職場のストレスの発生原因を把握し、それに対する従業員の反応を軽減するよう、企業がコントロールすること。

 ストレスは、「ストレスの原因」と「ストレス反応」を表す概念です。例えば、「仕事を失敗して落ち込む」状態は、仕事の失敗が「原因」で、落ち込むことが「反応」に分けられます。

対処行動に着目したマネジメント
 同じ原因に直面しても、人によってストレス反応には差が生じます。ストレス反応を決める要因には、(1)本人がストレスの原因をどの程度負担と捉えるかという認知的評価、(2)ストレスの原因に対してどのように反応するかという対処的行動があります。ストレス反応を乗り越えるためには、この対処行動に注目することが重要です。
 ストレス・マネジメントは、従業員のストレスの発生原因を把握し、それが強いストレスにつながらないようにコントロールすることです。
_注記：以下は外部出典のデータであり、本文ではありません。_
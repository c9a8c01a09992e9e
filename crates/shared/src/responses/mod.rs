//! Response records: one declared field per known remote spelling, with
//! accessor methods encoding the precedence between spellings. Every field
//! is optional so decoding is total; normalization supplies the defaults.

pub mod block;
pub mod commune;
pub mod mission;
pub mod scenario;

pub use block::BlockRecord;
pub use commune::{CommuneRecord, GeoJsonRecord, GeoProperties};
pub use mission::{MissionRecord, PrerequisiteRef};
pub use scenario::{CreatedResponse, ScenarioFullResponse, ScenarioRecord};
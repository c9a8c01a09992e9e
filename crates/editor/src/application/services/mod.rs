pub mod scenario_service;
pub mod session_service;
pub mod sync_service;

pub use scenario_service::ScenarioService;
pub use session_service::SessionService;
pub use sync_service::{SyncOrchestrator, SyncOutcome};
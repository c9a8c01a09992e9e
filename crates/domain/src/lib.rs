//! TrailBldr domain model.
//!
//! Canonical in-memory shapes for the scenario editor: typed ids, the
//! scenario/mission/block/commune entities and the invariants they carry.
//! This crate has no I/O; the wire protocol lives in `trailbldr-shared` and
//! everything network-facing in `trailbldr-editor`.

pub mod entities;
pub mod error;
pub mod ids;

pub use entities::{
    normalized_name, validate_prerequisites, Block, BlockKind, BlockOwnerKind, Commune, Mission,
    ScenarioDetail, ScenarioSection, ScenarioSummary, MAX_COMMUNES, STATUS_DRAFT,
    STATUS_PUBLISHED,
};
pub use error::DomainError;
pub use ids::{BlockId, CommuneId, LocalId, MissionId, ScenarioId, UserId};
//! Session Service - local session persistence.
//!
//! Reads and writes the `user`/`token` pair behind the `StorageProvider`
//! port: read once at startup, written on login. A malformed stored user
//! parses to `None` rather than failing startup.

use crate::ports::outbound::{storage_keys, StorageProvider};
use crate::session_types::{AuthToken, Session, SessionUser};

#[derive(Clone)]
pub struct SessionService<S: StorageProvider> {
    storage: S,
}

impl<S: StorageProvider> SessionService<S> {
    pub fn new(storage: S) -> Self {
        Self { storage }
    }

    /// Load whatever session local storage holds.
    pub fn load(&self) -> Session {
        let user = self
            .storage
            .load(storage_keys::USER)
            .and_then(|raw| match serde_json::from_str::<SessionUser>(&raw) {
                Ok(user) => Some(user),
                Err(error) => {
                    tracing::warn!(%error, "stored user is malformed; ignoring it");
                    None
                }
            });
        let token = self.storage.load(storage_keys::TOKEN).map(AuthToken::new);
        Session { user, token }
    }

    pub fn set_user(&self, user: &SessionUser) {
        match serde_json::to_string(user) {
            Ok(raw) => self.storage.save(storage_keys::USER, &raw),
            Err(error) => tracing::error!(%error, "could not serialize the session user"),
        }
    }

    pub fn set_token(&self, token: &AuthToken) {
        self.storage.save(storage_keys::TOKEN, token.as_str());
    }

    /// Forget the stored session.
    pub fn clear(&self) {
        self.storage.remove(storage_keys::USER);
        self.storage.remove(storage_keys::TOKEN);
    }
}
そのためには、本人の対処行動を支援することが有効です。こうした社内外の人々や家族などからの支援のことをソーシャルサポートと呼びます。また、心の病は、ストレスがあるレベルを超えたときに発生すると考えられていることから、予防の観点からもストレス・マネジメントは有効です。

職場ストレス対応策としてのEAP
 ここ数年、日本では成果主義の導入、人員整理、M&Aなどで職場環境が激変し、従業員にかかるプレッシャーが増しています。こうした中で、従業員のストレスを軽減し、本来の実力を十分に発揮できるように企業が支援することは、企業活動の上で重要になっています。
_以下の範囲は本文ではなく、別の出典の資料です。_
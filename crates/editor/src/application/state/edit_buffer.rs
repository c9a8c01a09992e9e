//! Edit Buffer - the in-memory working tree.
//!
//! Holds the scenario list, the selected scenario's detail, the parallel
//! mission and commune lists, and the two deletion queues recording
//! persisted entities removed locally but not yet purged remotely. All
//! mutations here are pure (no network); operations that must talk to the
//! store live in the application services.

use std::collections::BTreeSet;

use thiserror::Error;

use trailbldr_domain::{
    normalized_name, validate_prerequisites, Block, BlockId, BlockKind, Commune, CommuneId,
    DomainError, LocalId, Mission, MissionId, ScenarioDetail, ScenarioSummary, MAX_COMMUNES,
};
use trailbldr_shared::normalize;
use trailbldr_shared::responses::{CommuneRecord, ScenarioFullResponse};

/// Which working list a block lives in.
#[derive(Debug, Clone, Copy, PartialEq, Eq)]
pub enum BlockBucket {
    Intro,
    Outro,
    Mission(LocalId),
}

/// Why a commune selection was refused. Rendered to the user verbatim.
#[derive(Debug, Error, Clone, Copy, PartialEq, Eq)]
pub enum CommuneSelectError {
    #[error("No commune matches that name")]
    NotFound,
    #[error("Commune already selected")]
    AlreadySelected,
    #[error("At most {} communes can be selected", MAX_COMMUNES)]
    LimitReached,
}

/// The in-memory working tree plus its deletion queues.
///
/// `last_error` is the single shared error slot: each failure overwrites
/// the previous one, and the UI surfaces whatever is there as a transient
/// message.
#[derive(Debug, Default)]
pub struct EditBuffer {
    pub scenarios: Vec<ScenarioSummary>,
    pub loading: bool,
    pub selected: Option<ScenarioSummary>,
    pub detail: Option<ScenarioDetail>,
    pub details_loading: bool,
    pub details_error: Option<String>,
    pub missions: Vec<Mission>,
    pub communes: Vec<Commune>,
    pub commune_error: Option<CommuneSelectError>,
    pub last_error: Option<String>,
    pub deleted_mission_ids: Vec<MissionId>,
    pub deleted_block_ids: Vec<BlockId>,
    next_temp: u32,
}
pub mod block;
pub mod commune;
pub mod mission;
pub mod scenario;

pub use block::{Block, BlockKind, BlockOwnerKind, ScenarioSection};
pub use commune::{normalized_name, Commune, MAX_COMMUNES};
pub use mission::{validate_prerequisites, Mission};
pub use scenario::{ScenarioDetail, ScenarioSummary, STATUS_DRAFT, STATUS_PUBLISHED};
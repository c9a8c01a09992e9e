//! Outbound ports - interfaces for external services
//!
//! These ports define the contracts that infrastructure adapters must
//! implement, allowing application services to interact with external
//! systems without depending on concrete implementations.

pub mod api_port;
pub mod platform;

pub use api_port::{ApiError, ScenarioApiPort};
pub use platform::{storage_keys, StorageProvider};

#[cfg(any(test, feature = "testing"))]
pub use api_port::MockScenarioApiPort;
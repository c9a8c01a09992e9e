//! Session types shared by the ports and application layers.

use serde::{Deserialize, Serialize};

use trailbldr_domain::UserId;

/// Bearer token attached to every remote call.
#[derive(Debug, Clone, PartialEq, Eq, Serialize, Deserialize)]
#[serde(transparent)]
pub struct AuthToken(String);

impl AuthToken {
    pub fn new(raw: impl Into<String>) -> Self {
        Self(raw.into())
    }

    pub fn as_str(&self) -> &str {
        &self.0
    }
}

/// Account data kept in local storage alongside the token.
#[derive(Debug, Clone, PartialEq, Eq, Serialize, Deserialize)]
pub struct SessionUser {
    pub id: UserId,
    #[serde(default)]
    pub username: String,
    #[serde(default)]
    pub email: String,
}

/// What local storage knows about the current login.
#[derive(Debug, Clone, Default, PartialEq, Eq)]
pub struct Session {
    pub user: Option<SessionUser>,
    pub token: Option<AuthToken>,
}

impl Session {
    pub fn is_logged_in(&self) -> bool {
        self.token.is_some()
    }
}
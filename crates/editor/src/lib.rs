//! TrailBldr editor - the scenario editing client.
//!
//! The crate is laid out hexagonally: `ports` holds the outbound contracts
//! (the remote scenario store, local storage), `infrastructure` their
//! concrete adapters, and `application` the edit buffer plus the services
//! that drive it — most importantly the sync orchestrator, which reconciles
//! the locally-edited working tree with the store in nine ordered phases.

pub mod application;
pub mod infrastructure;
pub mod ports;
pub mod session_types;

pub use application::{
    BlockBucket, CommuneSelectError, EditBuffer, ScenarioService, ServiceError, SessionService,
    SyncOrchestrator, SyncOutcome,
};
pub use session_types::{AuthToken, Session, SessionUser};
 そこで、従業員のストレスにつながる問題を見つけ、解決への支援を行うことを目的としたEAP(従業員支援プログラム)が注目されています。米国フォーチュン誌が選んだ500社のうち約95%がEAPサービスを受けているとされ、日本でもEAPに対するニーズが高まっています。
 EAPでは、定期的に産業カウンセリングや産業医が従業員の相談を受けたり、実態調査などを通じて、ストレス発生の予防・対策を行います。